RPT: ANALYSIS - US-China Deal Likely To Boost American Jobs, Trade Secrets To Remain Vulnerable

WASHINGTON (Pakistan Point News / Sputnik - 17th January, 2020) The new Phase One trade deal between the United States and China is likely to boost America's domestic jobs market but uncertainly looms over whether mechanisms in the deal can effectively protect patents and intellectual property (IP), analysts told Sputnik.

On Wednesday, Trump and Chinese Vice Premier Liu signed the so-called Phase One trade deal during a ceremony at the White House. The agreement stipulates that China will purchase at least $200 billion worth of US goods over the next two years, respect patents and intellectual property rights, and not manipulate its currency.

The Trump administration in multiple statements claimed that the terms of the deal would be "fully enforceable."

Despite the assurances, the Trump administration is also retaining tariffs on $360 billion worth of Chinese goods to ensure Beijing keeps to the deal.

Former Brown University Assistant Professor of Economics Barry Friedman recalled that Beijing had a long track record of agreeing to enforce copyright and intellectual property (IP) agreements and then simply not bothering to do so.

"This has never worked before with the Chinese. They promise, but can't prove enforcement," Friedman told Sputnik.

It was still unclear whether the Trump administration would commit to tracking how much Chinese companies produced generic drugs for internal consumption while the drugs were still under patent in the United States, the United Kingdom (UK), France or Germany.

US companies would not trust sentiment, so they will take means to thwart copies and save secrets, and keep innovating to stay ahead of cheap copying, Friedman predicted.

Meanwhile, he added, Chinese technology is improving so they can write computer code and produce art, books and silicon chips to their own designs.

However, Alan Tonelson, American research fellow at the US business and Industry Council Educational Foundation, said the new agreement appeared to provide much stronger enforcement provisions to protect IP rights.

"Based on the enforcement provisions, it seems to me that anyone who's IP might have been endangered in or by China before should be feeling pretty pleased - based on those enforcement provisions," Tonelson told Sputnik. "I am less sure that either this deal or any follow-on will do much to reduce Chinese IP theft, but at least victims seemingly will have a much better chance of redress."

China, according to the text of the deal, agreed to dramatically boost imports of US products across several sectors including agriculture, energy, manufacturing, and services, all in exchange for easing tariffs.

Friedman argued that Trump could also point to progress in Beijing's concession that US companies looking to set up manufacturing facilities within China would not be forced to share confidential production details with a partnering local company.

"Any firms who want to produce in China will not need to share technical details with a domestic partner who later becomes a competitor and ships all over the world," he said.

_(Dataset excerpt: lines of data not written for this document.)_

//! A process-wide map from class name to node constructor, used to turn
//! configuration records into running nodes without the builder needing
//! to know any concrete node type.

use std::{
	collections::HashMap,
	sync::{Mutex, OnceLock},
};

use serde_json::{Map, Value};

use conduit_util::{NodeName, PortName};

use crate::{errors::RegistryError, isolation::Isolation, node::NodeLogic};

/// A configuration record: the hydration input for one node.
///
/// `cls` names the registered constructor; `name` is this node's
/// identity in the pipeline; `type` (optional, default `"task"`) selects
/// isolation; `input`/`output` name its ports; `timeout`, `max_retries`,
/// `max_restarts`, and `collector` configure the iteration loop itself
/// rather than the work function, so the builder reads them directly
/// instead of forwarding them through `args`. Everything else is passed
/// through to the constructor unchanged.
#[derive(Debug, Clone)]
pub struct ConfigRecord {
	pub cls: String,
	pub name: NodeName,
	pub isolation: Isolation,
	pub input: Vec<PortName>,
	pub output: Vec<PortName>,
	/// Minimum delay between iterations. Zero means yield instead of sleep.
	pub timeout_ms: u64,
	/// Extra attempts allowed after an ERROR batch before a restart
	pub max_retries: u32,
	/// Extra `close`/`post_init` cycles allowed after retries are exhausted
	pub max_restarts: u32,
	/// The metadata key a collector-mode node watches for its flush signal
	pub collector_flag: Option<String>,
	pub args: Map<String, Value>,
}

impl ConfigRecord {
	/// Parse a configuration record out of a raw JSON object.
	///
	/// `cls` and `name` are required. `type` defaults to `task`.
	/// `input`/`output` each accept either a single string or a list of
	/// strings, and default to an empty list. `timeout`, `max_retries`,
	/// `max_restarts`, and `collector` default to `0`/`0`/`0`/`None`.
	/// Every other key is kept verbatim in `args` for the constructor to
	/// interpret.
	pub fn from_json(mut raw: Map<String, Value>) -> Result<Self, crate::errors::BuilderError> {
		let cls = raw
			.remove("cls")
			.and_then(|v| v.as_str().map(str::to_string))
			.ok_or(crate::errors::BuilderError::MissingClassName)?;

		let name = raw
			.remove("name")
			.and_then(|v| v.as_str().map(NodeName::new))
			.unwrap_or_else(|| NodeName::new(&cls));

		let isolation = match raw.remove("type") {
			Some(Value::String(s)) => s.parse().unwrap_or_default(),
			_ => Isolation::default(),
		};

		let input = parse_ports(raw.remove("input"));
		let output = parse_ports(raw.remove("output"));

		let timeout_ms = raw.remove("timeout").and_then(|v| v.as_f64()).map(|s| (s * 1000.0) as u64).unwrap_or(0);
		let max_retries = raw.remove("max_retries").and_then(|v| v.as_u64()).unwrap_or(0) as u32;
		let max_restarts = raw.remove("max_restarts").and_then(|v| v.as_u64()).unwrap_or(0) as u32;
		let collector_flag = raw.remove("collector").and_then(|v| v.as_str().map(str::to_string));

		Ok(Self {
			cls,
			name,
			isolation,
			input,
			output,
			timeout_ms,
			max_retries,
			max_restarts,
			collector_flag,
			args: raw,
		})
	}
}

fn parse_ports(value: Option<Value>) -> Vec<PortName> {
	match value {
		Some(Value::String(s)) => vec![PortName::new(&s)],
		Some(Value::Array(items)) => items
			.into_iter()
			.filter_map(|v| v.as_str().map(PortName::new))
			.collect(),
		_ => Vec::new(),
	}
}

/// A constructor: turns a configuration record's `args` into a boxed
/// [`NodeLogic`], or fails with whatever the node's own setup raised.
pub type Constructor = Box<dyn Fn(&Map<String, Value>) -> Result<Box<dyn NodeLogic>, String> + Send + Sync>;

static REGISTRY: OnceLock<Mutex<HashMap<String, Constructor>>> = OnceLock::new();

fn registry() -> &'static Mutex<HashMap<String, Constructor>> {
	REGISTRY.get_or_init(|| Mutex::new(HashMap::new()))
}

/// Register a constructor under `cls`. Call this once per node type,
/// typically at daemon startup, before any pipeline is built.
pub fn register(cls: impl Into<String>, constructor: Constructor) {
	registry().lock().unwrap().insert(cls.into(), constructor);
}

/// Register a constructor under `cls` out of a plain closure.
#[macro_export]
macro_rules! register_node {
	($cls:expr, $ctor:expr) => {
		$crate::registry::register($cls, Box::new($ctor))
	};
}

/// Build a node's work-function logic out of its configuration record.
pub fn hydrate(record: &ConfigRecord) -> Result<Box<dyn NodeLogic>, RegistryError> {
	let registry = registry().lock().unwrap();
	let constructor = registry
		.get(&record.cls)
		.ok_or_else(|| RegistryError::UnknownClass {
			cls: record.cls.clone(),
		})?;
	constructor(&record.args).map_err(|message| RegistryError::ConstructorFailed {
		cls: record.cls.clone(),
		message,
	})
}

Some of those products such as clothing with all the latest microfiber fabrics are shipped back to the United States, Friedman commented.

"The administration is quoting a number of companies who already produce in China for the Chinese domestic market and they should benefit by not having to work through or intimately with a domestic partner," the professor said.

US companies operating within China may even import from the United States many American-made components and services for the products sold in China, Friedman pointed out.

"Other beneficiaries will be American companies who want to sell in China, and produce wherever else -- we can't tell them where to produce the products," he said.

Friedman cited caterpillar tractors and earth-moving equipment as examples of such machinery products.

"Some companies in banking and finance will benefit because of removal of absolute restrictions to their direct operation in China. It's possible these companies will generate more jobs in America," he continued.

Beijing's commitment to buy energy, such as liquefied natural gas (LNG), just as agriculture, would increase jobs and incomes of Americans, Friedman explained.

As part of the deal, China agreed to not engage in Currency manipulation for the purpose of achieving trade advantages over the United States.

Ahead of the signing of the deal the US Treasury announced that it removed China from its currency manipulation watchlist.

The rising value of the renminbi, Friedman remarked, the international trading version of China's domestic currency, the Yuan had been welcomed in Washington but had factored significantly in the trade talks.

Currency talk, however, played on fantasies of what are the real underlying causes of production and employment change, Friedman noted.

"The Administration now is patting China on the back for what it has been doing for years, allowing the yuan to float upward. Everyone knew that," he said.

Dumping of cheap product surpluses in the United States and other markets had been a consequence of China's internal state industrial planning, not a deliberate integrated part of an international trading strategy, Friedman commented.

"Dumping was not due to artificially low yuan, it was due to China's strategic planning, subsidies and restrictions," he said.

Currencies would float gradually within fairly narrow ranges as they had done since the 1960s, and businesses would have no trouble adapting to and hedging such risks, the professor maintained.